From Section 5.1.1, it is observed that for all the considered datasets, the proposed CR outperforms MC. Hence, the similarity measure using the Bhattacharyya co-efficient, and the proposed prediction approach enhance the accuracy of existing item-based CF.

6 Conclusion and future work

The efficiency of business analytics is much dependent on the success of RS. The impact of RS in CF technique is influenced more by the prediction accuracy rather than the similarity in the sparse dataset. The accuracy of the existing prediction approaches used in item-based collaborative filtering is not impressive for a large value of k in most similar items, since the predicted rating of the target item may tend to mean or zero leading to lesser accuracy in the result. In such a scenario, if the prediction is done using the ‘most’ similar item, the accuracy improves significantly as the predicted rating shifts from the mean rating of the target item. The proposed approach provides a two-fold advantage, viz. providing better accuracy than the best of the prominent prediction approaches and secondly, a more personalized recommendation as average similar item ratings are no more taken into consideration.

Several experiments were conducted on three popularly used data sets to demonstrate the effectiveness of the proposed approach. From the experimental results, we observed that the proposed prediction approach can perform better than the existing methods. These results demonstrate the effectiveness of the proposed method and it successfully overcame the drawbacks of the existing prediction approaches. According to the experimental results, the proposed prediction approach significantly outperformed the traditionally best prediction approach in terms of precision, recall, F1, MAE, RMSE, SE, and p-value etc. even when the similarity is calculated using the Bhattacharrya coefficient. Hence, we conclude that the idea of selecting most similar item of a target item contributes more to the prediction of accurate and personalized items which target users may prefer.

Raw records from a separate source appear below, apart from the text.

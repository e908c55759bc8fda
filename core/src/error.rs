//! Error types for tag argument parsing.

use thiserror::Error;

/// Failure while splitting the raw argument string into words.
#[derive(Debug, Clone, PartialEq, Eq, Error)]
pub enum TokenizeError {
    /// A `'` or `"` was opened and never closed.
    #[error("unmatched quote: {0}")]
    UnmatchedQuote(String),
}

/// Errors raised while classifying tag arguments.
///
/// Both classification errors abort the parse of the whole invocation.
#[derive(Debug, Clone, PartialEq, Eq, Error)]
pub enum ArgumentError {
    /// A colon token split into fewer than 2 or more than 3 segments.
    #[error("Unescaped double colon argument.")]
    UnescapedColon,
    /// A `proxy:key:value` token named a known proxy with a sub-key it does
    /// not accept for this tag.
    #[error("Unknown proxy argument.")]
    UnknownProxy,
    /// The raw string could not be tokenized.
    #[error(transparent)]
    Tokenize(#[from] TokenizeError),
}

/// Convenience alias for results with [`ArgumentError`].
pub type Result<T> = std::result::Result<T, ArgumentError>;
//! Proxy capability lookup.
//!
//! A proxy is a named sub-processor addressed from a tag as
//! `name:arg` (flag form) or `name:arg:value`. The parser never hardcodes
//! proxy names; it asks a [`ProxyRegistry`] instead.

use serde::{Deserialize, Serialize};

/// Prefix marking a flag-style argument in [`ProxyRegistry::supports`]
/// queries and in [`ProxyDefinition::args`].
pub const FLAG_PREFIX: char = '@';

/// Capability the parser queries while classifying colon tokens.
pub trait ProxyRegistry {
    /// Returns `true` if `name` is a known proxy for any tag.
    fn is_proxy(&self, name: &str) -> bool;

    /// Returns `true` if proxy `name` accepts `arg` on `tag`.
    ///
    /// An `arg` prefixed with [`FLAG_PREFIX`] asks about flag-style
    /// support (`name:arg`); an unprefixed one asks about keyed values
    /// (`name:arg:value`).
    fn supports(&self, name: &str, tag: &str, arg: &str) -> bool;

    /// Reserved top-level keys that are never reported as proxies.
    fn base_keys(&self) -> &[String];
}

impl<R: ProxyRegistry + ?Sized> ProxyRegistry for &R {
    fn is_proxy(&self, name: &str) -> bool {
        (**self).is_proxy(name)
    }

    fn supports(&self, name: &str, tag: &str, arg: &str) -> bool {
        (**self).supports(name, tag, arg)
    }

    fn base_keys(&self) -> &[String] {
        (**self).base_keys()
    }
}

/// Registry with no proxies at all.
///
/// Every colon token then resolves to an `html` attribute or is dropped.
#[derive(Debug, Clone, Copy, Default)]
pub struct NoProxies;

impl ProxyRegistry for NoProxies {
    fn is_proxy(&self, _name: &str) -> bool {
        false
    }

    fn supports(&self, _name: &str, _tag: &str, _arg: &str) -> bool {
        false
    }

    fn base_keys(&self) -> &[String] {
        &[]
    }
}

/// Definition of a single proxy.
///
/// # Examples
///
/// ```
/// use tag_args_core::ProxyDefinition;
///
/// let magick = ProxyDefinition::new("magick")
///     .with_tags(["img"])
///     .with_args(["resize", "@2x"]);
/// assert!(magick.accepts("img", "resize"));
/// assert!(magick.accepts("img", "@2x"));
/// assert!(!magick.accepts("css", "resize"));
/// ```
#[derive(Debug, Clone, PartialEq, Eq, Serialize, Deserialize)]
pub struct ProxyDefinition {
    /// Proxy name as written before the first colon.
    pub name: String,
    /// Tags the proxy applies to. Empty means every tag.
    #[serde(default, skip_serializing_if = "Vec::is_empty")]
    pub tags: Vec<String>,
    /// Accepted arguments; `@`-prefixed entries are flags.
    #[serde(default)]
    pub args: Vec<String>,
}

impl ProxyDefinition {
    pub fn new(name: impl Into<String>) -> Self {
        Self {
            name: name.into(),
            tags: Vec::new(),
            args: Vec::new(),
        }
    }

    /// Restricts the proxy to the given tags.
    pub fn with_tags<I, S>(mut self, tags: I) -> Self
    where
        I: IntoIterator<Item = S>,
        S: Into<String>,
    {
        self.tags.extend(tags.into_iter().map(Into::into));
        self
    }

    /// Adds accepted arguments.
    pub fn with_args<I, S>(mut self, args: I) -> Self
    where
        I: IntoIterator<Item = S>,
        S: Into<String>,
    {
        self.args.extend(args.into_iter().map(Into::into));
        self
    }

    /// Returns `true` if the proxy applies to `tag`.
    pub fn applies_to(&self, tag: &str) -> bool {
        self.tags.is_empty() || self.tags.iter().any(|t| t == tag)
    }

    /// Returns `true` if the proxy accepts `arg` on `tag`.
    pub fn accepts(&self, tag: &str, arg: &str) -> bool {
        self.applies_to(tag) && self.args.iter().any(|a| a == arg)
    }

    /// Iterates flag-style arguments without their prefix.
    pub fn flags(&self) -> impl Iterator<Item = &str> {
        self.args
            .iter()
            .filter_map(|a| a.strip_prefix(FLAG_PREFIX))
    }

    /// Iterates keyed arguments.
    pub fn keys(&self) -> impl Iterator<Item = &str> {
        self.args
            .iter()
            .filter(|a| !a.starts_with(FLAG_PREFIX))
            .map(String::as_str)
    }
}

/// In-memory [`ProxyRegistry`] backed by a list of definitions.
///
/// # Examples
///
/// ```
/// use tag_args_core::{ProxyDefinition, ProxyRegistry, ProxySet};
///
/// let set = ProxySet::new()
///     .with_proxy(ProxyDefinition::new("sprockets").with_args(["accept"]));
/// assert!(set.is_proxy("sprockets"));
/// assert!(set.supports("sprockets", "css", "accept"));
/// assert!(!set.supports("sprockets", "css", "@accept"));
/// ```
#[derive(Debug, Clone, Default, PartialEq, Eq)]
pub struct ProxySet {
    proxies: Vec<ProxyDefinition>,
    base_keys: Vec<String>,
}

impl ProxySet {
    pub fn new() -> Self {
        Self::default()
    }

    /// Builds a set from definitions and reserved keys.
    pub fn from_parts(proxies: Vec<ProxyDefinition>, base_keys: Vec<String>) -> Self {
        Self { proxies, base_keys }
    }

    pub fn with_proxy(mut self, proxy: ProxyDefinition) -> Self {
        self.insert(proxy);
        self
    }

    pub fn with_base_key(mut self, key: impl Into<String>) -> Self {
        self.base_keys.push(key.into());
        self
    }

    /// Adds a definition, replacing any existing one with the same name.
    pub fn insert(&mut self, proxy: ProxyDefinition) {
        match self.proxies.iter_mut().find(|p| p.name == proxy.name) {
            Some(existing) => *existing = proxy,
            None => self.proxies.push(proxy),
        }
    }

    pub fn get(&self, name: &str) -> Option<&ProxyDefinition> {
        self.proxies.iter().find(|p| p.name == name)
    }

    pub fn iter(&self) -> impl Iterator<Item = &ProxyDefinition> {
        self.proxies.iter()
    }

    pub fn len(&self) -> usize {
        self.proxies.len()
    }

    pub fn is_empty(&self) -> bool {
        self.proxies.is_empty()
    }
}

impl ProxyRegistry for ProxySet {
    fn is_proxy(&self, name: &str) -> bool {
        self.get(name).is_some()
    }

    fn supports(&self, name: &str, tag: &str, arg: &str) -> bool {
        self.get(name).is_some_and(|p| p.accepts(tag, arg))
    }

    fn base_keys(&self) -> &[String] {
        &self.base_keys
    }
}

#[cfg(test)]
mod tests {
    use super::*;

    fn magick() -> ProxyDefinition {
        ProxyDefinition::new("magick")
            .with_tags(["img", "image"])
            .with_args(["resize", "format", "@2x"])
    }

    #[test]
    fn test_no_proxies() {
        assert!(!NoProxies.is_proxy("magick"));
        assert!(!NoProxies.supports("magick", "img", "resize"));
        assert!(NoProxies.base_keys().is_empty());
    }

    #[test]
    fn test_definition_tag_scope() {
        let proxy = magick();
        assert!(proxy.applies_to("img"));
        assert!(!proxy.applies_to("css"));
        assert!(ProxyDefinition::new("any").applies_to("css"));
    }

    #[test]
    fn test_definition_flags_and_keys() {
        let proxy = magick();
        assert_eq!(proxy.flags().collect::<Vec<_>>(), vec!["2x"]);
        assert_eq!(proxy.keys().collect::<Vec<_>>(), vec!["resize", "format"]);
    }

    #[test]
    fn test_set_supports_respects_flag_prefix() {
        let set = ProxySet::new().with_proxy(magick());
        assert!(set.supports("magick", "img", "@2x"));
        assert!(!set.supports("magick", "img", "2x"));
        assert!(set.supports("magick", "img", "resize"));
        assert!(!set.supports("magick", "img", "@resize"));
        assert!(!set.supports("magick", "css", "resize"));
        assert!(!set.supports("other", "img", "resize"));
    }

    #[test]
    fn test_set_insert_replaces_by_name() {
        let mut set = ProxySet::new().with_proxy(magick());
        set.insert(ProxyDefinition::new("magick").with_args(["quality"]));
        assert_eq!(set.len(), 1);
        assert!(set.supports("magick", "css", "quality"));
        assert!(!set.supports("magick", "img", "resize"));
    }

    #[test]
    fn test_registry_through_reference() {
        let set = ProxySet::new().with_proxy(magick()).with_base_key("sprockets");
        let by_ref: &dyn ProxyRegistry = &set;
        assert!(by_ref.is_proxy("magick"));
        assert_eq!(by_ref.base_keys(), ["sprockets".to_string()]);
    }
}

Mere accuracy in the statistical analysis will not always lead to an efficient recommendation as it may not reflect the personal taste of the user. Therefore, the future scope of the work will be to extract the intensity of users’ choice depending on the features of the item for a fully matured and accurate recommendation. The recommendation list may contain diversified items as proposed by Jain et al. In this direction, diversity and accuracy of recommendation will be more enhanced using the combination of the multi-objective similarity model by Jain et al., and our modified prediction approach (i.e. ‘most’ similar neighbor).